## Task directions:
In the entries below, find the line containing "pub fn is_empty(&self)", then copy it and every later line exactly, ending with the last line.

[Data items]
· · ·
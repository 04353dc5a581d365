//! Shared source-location primitives

use serde::{Deserialize, Serialize};

/// Byte-offset region of a source file
#[derive(Debug, Clone, Copy, PartialEq, Eq, Hash, Serialize, Deserialize)]
pub struct Span {
    pub start: usize,
    pub end: usize,
}

impl Span {
    pub fn new(start: usize, end: usize) -> Self {
        Self { start, end }
    }

    /// Placeholder span for synthesized nodes and tests
    pub fn dummy() -> Self {
        Self { start: 0, end: 0 }
    }

    pub fn len(&self) -> usize {
        self.end.saturating_sub(self.start)
    }

    pub fn is_empty(&self) -> bool {
        self.len() == 0
    }

    /// Smallest span covering both `self` and `other`
    pub fn merge(self, other: Span) -> Span {
        Span {
            start: self.start.min(other.start),
            end: self.end.max(other.end),
        }
    }
}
· · ·
## Answer:
    pub fn is_empty(&self) -> bool {
        self.len() == 0
    }

    /// Smallest span covering both `self` and `other`
    pub fn merge(self, other: Span) -> Span {
        Span {
            start: self.start.min(other.start),
            end: self.end.max(other.end),
        }
    }
}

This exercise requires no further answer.